Friday, April 13, 2007

IL&FS - Gujarat NRE Coke

Industry update

Limited issue of export licenses by China to drive coke prices upward Coke prices were at its peak in May 2004 due to an export curb by China. During this time, China issued export licenses, which fell short of global demand, leading to an increase in export license cost to as high as US$200 per tonne (a little less than half the prevailing coke prices of about US$450-480 per tonne).

The Chinese government has once again restricted issue of export licenses to 10mn tonne. On the other hand, export potential from China is about 15-16mn tonne. Such a move would in turn lead to deficit of coke in the global market. While there are conflicting views regarding the manner in which the Chinese government may react, speculations are rife about the possibility of the Chinese government issuing licenses to the tune of 14mn tonne in total. This will still lead to a shortfall in export licenses during the end of CY07, resulting in sharp increase in coke prices.

Business Overview

Coking coal mines in Australia to feed company’s coke oven batteries: GNCL has its own captive coking coal mines in Australia and its entire requirement for the same is expected to be met through import from these mines. While Gujarat NRE Australia Ltd. (GNAL) has already started shipping coking coal, GNRN too is expected to commence supply of coking coal soon. Coking coal mined from captive mines will be cheaper by around US$25-30 per tonne leading to tremendous savings in cost for the company. Moreover, GNCL’s reliance on coking coal suppliers for timely delivery of raw material will also reduce, thereby partially reducing the overall risk to the company’s business.

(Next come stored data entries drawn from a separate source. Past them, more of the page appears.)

//! Account services: authentication, registration and profile management.

use std::sync::Arc;

use async_trait::async_trait;
use mockable::Clock;
use tracing::{info, warn};

use crate::domain::ports::{
    AccountCommand, AccountQuery, LoginService, ProfileEdit, Registration, UserFilter,
    UserPersistenceError, UserRepository,
};
use crate::domain::{
    Actor, Area, Error, LoginCredentials, Password, PasswordHash, ProfileChanges, Role, User,
    UserDraft, UserId, UserStatistics, UserValidationError, Username,
};

const INVALID_CREDENTIALS: &str = "invalid username or password";

/// Account service implementing the login and account driving ports.
#[derive(Clone)]
pub struct AccountService<U> {
    users: Arc<U>,
    clock: Arc<dyn Clock>,
}

impl<U> AccountService<U> {
    pub fn new(users: Arc<U>, clock: Arc<dyn Clock>) -> Self {
        Self { users, clock }
    }
}

pub(crate) fn map_user_error(error: UserPersistenceError) -> Error {
    match error {
        UserPersistenceError::Connection { message } => {
            Error::service_unavailable(format!("user repository unavailable: {message}"))
        }
        UserPersistenceError::Query { message } => {
            Error::internal(format!("user repository error: {message}"))
        }
        UserPersistenceError::DuplicateUsername => Error::conflict("Username already exists"),
        UserPersistenceError::DuplicateEmail => Error::conflict("Email already exists"),
    }
}

fn map_validation_error(error: UserValidationError) -> Error {
    Error::invalid_request(error.to_string())
}

/// Argon2 is CPU-bound; hashing runs on the blocking pool.
async fn hash_password(password: Password) -> Result<PasswordHash, Error> {
    tokio::task::spawn_blocking(move || PasswordHash::generate(&password))
        .await
        .map_err(|err| Error::internal(format!("password hashing task failed: {err}")))?
        .map_err(|err| Error::internal(err.to_string()))
}

async fn verify_password(hash: PasswordHash, candidate: String) -> Result<bool, Error> {
    tokio::task::spawn_blocking(move || hash.verify(&candidate))
        .await
        .map_err(|err| Error::internal(format!("password verification task failed: {err}")))
}

fn require_user_viewer(actor: &Actor) -> Result<(), Error> {
    if actor.role.can_view_users() {
        Ok(())
    } else {
        Err(Error::forbidden("Not authorized to view other users"))
    }
}

impl<U> AccountService<U>
where
    U: UserRepository,
{
    async fn load(&self, user_id: &UserId) -> Result<User, Error> {
        self.users
            .find_by_id(user_id)
            .await
            .map_err(map_user_error)?
            .ok_or_else(|| Error::not_found("User not found"))
    }
}

#[async_trait]
impl<U> LoginService for AccountService<U>
where
    U: UserRepository,
{
    async fn authenticate(&self, credentials: &LoginCredentials) -> Result<UserId, Error> {
        let Ok(username) = Username::new(credentials.username()) else {
            return Err(Error::unauthorized(INVALID_CREDENTIALS));
        };
        let Some(user) = self
            .users
            .find_by_username(&username)
            .await
            .map_err(map_user_error)?
        else {
            return Err(Error::unauthorized(INVALID_CREDENTIALS));
        };

        let verified =
            verify_password(user.password_hash().clone(), credentials.password().to_owned())
                .await?;
        if !verified || !user.is_active() {
            return Err(Error::unauthorized(INVALID_CREDENTIALS));
        }

        let user = user.with_last_login(self.clock.utc());
        self.users.save(&user).await.map_err(map_user_error)?;
        info!(user_id = %user.id(), "user logged in");
        Ok(user.id().clone())
    }
}

#[async_trait]
impl<U> AccountCommand for AccountService<U>
where
    U: UserRepository,
{
    async fn register(&self, registration: Registration) -> Result<User, Error> {
        let Registration {
            name,
            username,
            email,
            password,
            role,
            area,
        } = registration;

        if !role.is_self_assignable() {
            return Err(Error::invalid_request(format!(
                "role {role} cannot be chosen at registration"
            )));
        }

        let user = User::new(UserDraft {
            id: UserId::random(),
            name,
            username,
            email,
            password_hash: hash_password(password).await?,
            role,
            area,
            profile_picture: String::new(),
            is_active: true,
            last_login: None,
            statistics: UserStatistics::default(),
            created_at: self.clock.utc(),
        })
        .map_err(map_validation_error)?;

        self.users.insert(&user).await.map_err(map_user_error)?;
        info!(user_id = %user.id(), role = %user.role(), "user registered");
        Ok(user)
    }

    async fn update_profile(&self, user_id: &UserId, edit: ProfileEdit) -> Result<User, Error> {
        let ProfileEdit {
            name,
            email,
            profile_picture,
            password,
            area,
        } = edit;

        let current = self.load(user_id).await?;
        let password_hash = match password {
            Some(password) => Some(hash_password(password).await?),
            None => None,
        };
        let updated = current
            .with_profile(ProfileChanges {
                name,
                email,
                profile_picture,
                password_hash,
                area,
            })
            .map_err(map_validation_error)?;

        self.users.save(&updated).await.map_err(map_user_error)?;
        Ok(updated)
    }

    async fn update_role(
        &self,
        actor: &Actor,
        user_id: &UserId,
        role: Role,
        area: Option<Area>,
    ) -> Result<User, Error> {
        if actor.role != Role::Admin {
            return Err(Error::forbidden("Only administrators can change roles"));
        }

        let current = self.load(user_id).await?;
        let previous = current.role();
        let updated = current
            .with_role(role, area)
            .map_err(map_validation_error)?;

        self.users.save(&updated).await.map_err(map_user_error)?;
        info!(user_id = %user_id, from = %previous, to = %role, "role changed");
        Ok(updated)
    }
}

#[async_trait]
impl<U> AccountQuery for AccountService<U>
where
    U: UserRepository,
{
    async fn actor(&self, user_id: &UserId) -> Result<Actor, Error> {
        match self.users.find_by_id(user_id).await.map_err(map_user_error)? {
            Some(user) if user.is_active() => Ok(Actor::new(user.id().clone(), user.role())),
            Some(_) => {
                warn!(user_id = %user_id, "session belongs to an inactive account");
                Err(Error::unauthorized("account is inactive"))
            }
            None => Err(Error::unauthorized("login required")),
        }
    }

    async fn profile(&self, user_id: &UserId) -> Result<User, Error> {
        self.load(user_id).await
    }

    async fn list_users(&self, actor: &Actor, filter: &UserFilter) -> Result<Vec<User>, Error> {
        require_user_viewer(actor)?;
        self.users.list(filter).await.map_err(map_user_error)
    }

    async fn get_user(&self, actor: &Actor, user_id: &UserId) -> Result<User, Error> {
        if &actor.id != user_id {
            require_user_viewer(actor)?;
        }
        self.load(user_id).await
    }
}

#[cfg(test)]
#[path = "account_service_tests.rs"]
mod tests;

Value unlocking of investments in Australia & New Zealand likely: GNCL has made substantial investments in Australia and New Zealand. Of these, GNAL has mining lease of 300mn tonne and started commercial production in July 2005. So far the company has mined 0.4mn tonne and plans to increase its capacity from 1mn tonne in 2007 to 4mn tonne by 2010. GNCL plans to dilute not more than 5% stake in GNAL in 2007 and list it on the Australian Stock Exchange (ASE). Taking a long-term view of coking coal prices of about US$75- 77 per tonne, GNCL has valued GNAL at A$300mn. GNRN is listed on the ASE and has reserves of 96mn tonne and market capitalisation of A$28mn. The company expects to reach coking coal production of 1.5mn tonne by 2010.

Valuation

We expect GNCL to report net profit of Rs2.04bn during FY08E (EPS of Rs8.4). At the current price, GNCL is trading at a P/E and EV/EBIDTA of 5.9x and 6.2x FY08E respectively. GNCL has cash of Rs700mn in its books as on March 2007. The company’s investment in Gujarat NRE Resources NL (GNRN), the listed entity, at the prevailing market price is worth Rs3.5 per GNCL share. Met coke business is highly volatile in nature. Hence, the risk profile of the company’s business is high. However, the current industry dynamics indicate further firming up of coke prices going forward. With the stock price likely to follow international coke price movements we believe that GNCL provides a good trading opportunity and hence recommend a ‘Buy’.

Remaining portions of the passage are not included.